News
Utah Olympic Park’s second expansion
PARK CITY, Utah — The Utah Olympic Park (UOP), a United States Olympic and Paralympic Committee (USOPC) Training Site, is gearing up for a phase-two development within its existing 390 acres. Approximately three years ago, the phase-one expansion was completed, the added value of which includes a chairlift and an alpine ski/snowboard hill utilized by affiliated teams.
Ground has already been broken as ‘the Park’ prepares for the infrastructure that will support development on the north-facing slope, adjacent to the bobsled/skeleton/luge track, where the Yeti hiking and mountain biking trail, popular with the public, serpentines.
Once completed, the new expansion will encompass 25 acres of as-yet undeveloped mountainside accommodating two main ski runs:
- a 3300 foot in length, alpine, giant slalom (GS)/slalom (SL) run with 1200 vertical feet known in this preliminary stage as “Olympic Hopeful”
- a 1500 foot in length, SL/mogul run with 750 verticle feet
There will be LED lighting preventing a repeat of the first night in 1996 when the tower lights were switched on and many residents of the Kimball Junction area were rather surprised and shocked at the brightness of the lit-up hillside. The lights later had structural shields added above them.

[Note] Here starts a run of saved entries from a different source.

use serde::{Deserialize, Serialize};
use std::fmt;
use std::str::FromStr;

use crate::overlay::{Key, KeyPress, OverlayInput, OverlayStatus};

/// Commands sent from CLI client to daemon
#[derive(Debug, Clone, Copy, Serialize, Deserialize, PartialEq, Eq)]
#[serde(rename_all = "snake_case")]
pub enum IpcCommand {
    /// Flip the overlay between hidden and shown
    Toggle,
    /// Move the cursor up
    Up,
    /// Move the cursor down
    Down,
    /// Move the selected window up the list
    MoveUp,
    /// Move the selected window down the list
    MoveDown,
    /// Focus the selected window and hide
    Select,
    /// Focus the window in slot 1-9 and hide
    Jump(u8),
    /// Hide without selecting
    Cancel,
    /// Another window took focus
    FocusLost,
    /// Query daemon status (for debugging)
    Status,
    /// Shutdown the daemon gracefully
    Shutdown,
}

impl IpcCommand {
    /// The overlay input this command stands for, if any
    pub fn to_input(self) -> Option<OverlayInput> {
        let input = match self {
            IpcCommand::Toggle => OverlayInput::ToggleHotkey,
            IpcCommand::Up => OverlayInput::Key(KeyPress::plain(Key::Up)),
            IpcCommand::Down => OverlayInput::Key(KeyPress::plain(Key::Down)),
            IpcCommand::MoveUp => OverlayInput::Key(KeyPress::with_reorder(Key::Up)),
            IpcCommand::MoveDown => OverlayInput::Key(KeyPress::with_reorder(Key::Down)),
            IpcCommand::Select => OverlayInput::Key(KeyPress::plain(Key::Enter)),
            IpcCommand::Jump(n) => OverlayInput::Key(KeyPress::plain(Key::Digit(n))),
            IpcCommand::Cancel => OverlayInput::Key(KeyPress::plain(Key::Escape)),
            IpcCommand::FocusLost => OverlayInput::FocusLost,
            IpcCommand::Status | IpcCommand::Shutdown => return None,
        };
        Some(input)
    }
}

/// Response from daemon to CLI client
#[derive(Debug, Clone, Serialize, Deserialize, PartialEq, Eq)]
#[serde(rename_all = "snake_case")]
pub enum IpcResponse {
    /// Command executed successfully
    Ok,
    /// Error occurred
    Error(String),
    /// Status response
    Status(OverlayStatus),
}

#[cfg(unix)]
pub fn get_socket_path() -> anyhow::Result<std::path::PathBuf> {
    use anyhow::Context;

    let runtime_dir = dirs::runtime_dir()
        .or_else(dirs::cache_dir)
        .context("Could not determine runtime directory")?;

    Ok(runtime_dir.join("tabs-controller.sock"))
}

#[cfg(windows)]
pub const PIPE_NAME: &str = r"\\.\pipe\tabs-controller";

/// Error returned when parsing an invalid IpcCommand string
#[derive(Debug, Clone, PartialEq, Eq)]
pub struct ParseIpcCommandError;

impl fmt::Display for ParseIpcCommandError {
    fn fmt(&self, f: &mut fmt::Formatter<'_>) -> fmt::Result {
        write!(f, "invalid IPC command")
    }
}

impl std::error::Error for ParseIpcCommandError {}

impl FromStr for IpcCommand {
    type Err = ParseIpcCommandError;

    fn from_str(s: &str) -> Result<Self, Self::Err> {
        let lowered = s.trim().to_lowercase();
        let mut words = lowered.split_whitespace();
        let command = words.next().ok_or(ParseIpcCommandError)?;
        let argument = words.next();
        if words.next().is_some() {
            return Err(ParseIpcCommandError);
        }

        match (command, argument) {
            ("toggle", None) => Ok(IpcCommand::Toggle),
            ("up", None) => Ok(IpcCommand::Up),
            ("down", None) => Ok(IpcCommand::Down),
            ("move-up", None) => Ok(IpcCommand::MoveUp),
            ("move-down", None) => Ok(IpcCommand::MoveDown),
            ("select", None) => Ok(IpcCommand::Select),
            ("jump", Some(n)) => match n.parse::<u8>() {
                Ok(n @ 1..=9) => Ok(IpcCommand::Jump(n)),
                _ => Err(ParseIpcCommandError),
            },
            ("cancel", None) => Ok(IpcCommand::Cancel),
            ("focus-lost", None) => Ok(IpcCommand::FocusLost),
            ("status", None) => Ok(IpcCommand::Status),
            ("shutdown", None) => Ok(IpcCommand::Shutdown),
            _ => Err(ParseIpcCommandError),
        }
    }
}

impl fmt::Display for IpcCommand {
    fn fmt(&self, f: &mut fmt::Formatter<'_>) -> fmt::Result {
        let s = match self {
            IpcCommand::Toggle => "toggle",
            IpcCommand::Up => "up",
            IpcCommand::Down => "down",
            IpcCommand::MoveUp => "move-up",
            IpcCommand::MoveDown => "move-down",
            IpcCommand::Select => "select",
            IpcCommand::Jump(n) => return write!(f, "jump {}", n),
            IpcCommand::Cancel => "cancel",
            IpcCommand::FocusLost => "focus-lost",
            IpcCommand::Status => "status",
            IpcCommand::Shutdown => "shutdown",
        };
        write!(f, "{}", s)
    }
}

#[cfg(test)]
mod tests {
    use super::*;
    use crate::overlay::OverlayState;
    use crate::render::{Highlight, RenderRow};

    #[test]
    fn test_ipc_command_from_str() {
        assert_eq!("toggle".parse(), Ok(IpcCommand::Toggle));
        assert_eq!("up".parse(), Ok(IpcCommand::Up));
        assert_eq!("down".parse(), Ok(IpcCommand::Down));
        assert_eq!("move-up".parse(), Ok(IpcCommand::MoveUp));
        assert_eq!("move-down".parse(), Ok(IpcCommand::MoveDown));
        assert_eq!("select".parse(), Ok(IpcCommand::Select));
        assert_eq!("jump 4".parse(), Ok(IpcCommand::Jump(4)));
        assert_eq!("cancel".parse(), Ok(IpcCommand::Cancel));
        assert_eq!("focus-lost".parse(), Ok(IpcCommand::FocusLost));
        assert_eq!("status".parse(), Ok(IpcCommand::Status));
        assert_eq!("shutdown".parse(), Ok(IpcCommand::Shutdown));
        assert_eq!("invalid".parse::<IpcCommand>(), Err(ParseIpcCommandError));
    }

    #[test]
    fn test_ipc_command_from_str_case_insensitive() {
        assert_eq!("TOGGLE".parse(), Ok(IpcCommand::Toggle));
        assert_eq!("Move-Up".parse(), Ok(IpcCommand::MoveUp));
        assert_eq!("  toggle  \n".parse(), Ok(IpcCommand::Toggle));
        assert_eq!(" JUMP   9 ".parse(), Ok(IpcCommand::Jump(9)));
    }

    #[test]
    fn test_ipc_command_rejects_bad_arguments() {
        assert!("".parse::<IpcCommand>().is_err());
        assert!("jump".parse::<IpcCommand>().is_err());
        assert!("jump 0".parse::<IpcCommand>().is_err());
        assert!("jump 10".parse::<IpcCommand>().is_err());
        assert!("jump x".parse::<IpcCommand>().is_err());
        assert!("toggle now".parse::<IpcCommand>().is_err());
        assert!("jump 1 2".parse::<IpcCommand>().is_err());
    }

    #[test]
    fn test_ipc_command_display() {
        assert_eq!(IpcCommand::Toggle.to_string(), "toggle");
        assert_eq!(IpcCommand::MoveDown.to_string(), "move-down");
        assert_eq!(IpcCommand::Jump(3).to_string(), "jump 3");
        assert_eq!(IpcCommand::FocusLost.to_string(), "focus-lost");
    }

    #[test]
    fn test_ipc_command_roundtrip() {
        let commands = [
            IpcCommand::Toggle,
            IpcCommand::Up,
            IpcCommand::Down,
            IpcCommand::MoveUp,
            IpcCommand::MoveDown,
            IpcCommand::Select,
            IpcCommand::Jump(7),
            IpcCommand::Cancel,
            IpcCommand::FocusLost,
            IpcCommand::Status,
            IpcCommand::Shutdown,
        ];

        for cmd in commands {
            let s = cmd.to_string();
            let parsed: IpcCommand = s.parse().unwrap();
            assert_eq!(parsed, cmd);
        }
    }

    #[test]
    fn test_to_input_carries_reorder_modifier() {
        assert_eq!(
            IpcCommand::MoveUp.to_input(),
            Some(OverlayInput::Key(KeyPress { key: Key::Up, reorder: true }))
        );
        assert_eq!(
            IpcCommand::Up.to_input(),
            Some(OverlayInput::Key(KeyPress { key: Key::Up, reorder: false }))
        );
        assert_eq!(IpcCommand::Status.to_input(), None);
        assert_eq!(IpcCommand::Shutdown.to_input(), None);
    }

    #[test]
    fn test_ipc_response_serialization() {
        let json = serde_json::to_string(&IpcResponse::Ok).unwrap();
        assert_eq!(json, r#""ok""#);

        let json = serde_json::to_string(&IpcResponse::Error("test error".to_string())).unwrap();
        assert!(json.contains("error"));
        assert!(json.contains("test error"));

        let status = IpcResponse::Status(OverlayStatus {
            state: OverlayState::Shown,
            window_count: 2,
            selected_index: Some(1),
            rows: vec![RenderRow {
                ordinal: Some(1),
                title: "A".to_string(),
                highlight: Highlight::PreviouslyFocused,
                was_focused: true,
                reordering: false,
            }],
        });
        let json = serde_json::to_string(&status).unwrap();
        assert!(json.contains(r#""state":"shown""#));
        assert!(json.contains(r#""highlight":"previously_focused""#));
        let parsed: IpcResponse = serde_json::from_str(&json).unwrap();
        assert_eq!(parsed, status);
    }

    #[cfg(unix)]
    #[test]
    fn test_get_socket_path() {
        let path = get_socket_path().unwrap();
        assert!(path.ends_with("tabs-controller.sock"));
    }
}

The expansion is proposed to have a new, high-speed, quad chairlift. The one installed in the phase-one expansion was purchased used from Deer Valley Resort, the former Homestake Lift. Callum Clark, Operations Director for the Utah Olympic Legacy Foundation, who is charged with helping keep the bid alive and kicking for Salt Lake City to host another winter Olympic Games, spoke at last night’s public meeting. Clark, who thought he’s seen and done it all in regards to the ski industry in the more than a decade he spent managing global events for US Ski and Snowboard quipped, “I’ve never really been shopping for a chairlift before, it’s an interesting process.”
The UOP’s plans also call for a 1.3 million gallon snowmaking pond, and an upgraded snowmaking system, to which Clark decried in the meeting open to the public, “We’ll have the snowmaking equipment, what we desperately need now is the snowmaking weather,” referring to the fact that they are used to colder temperatures earlier in seasons than they’re experiencing this week as they attempt to make snow, a process which requires a prolonged state of freezing degrees.
Just as the digging has begun for this project, so has the fundraising.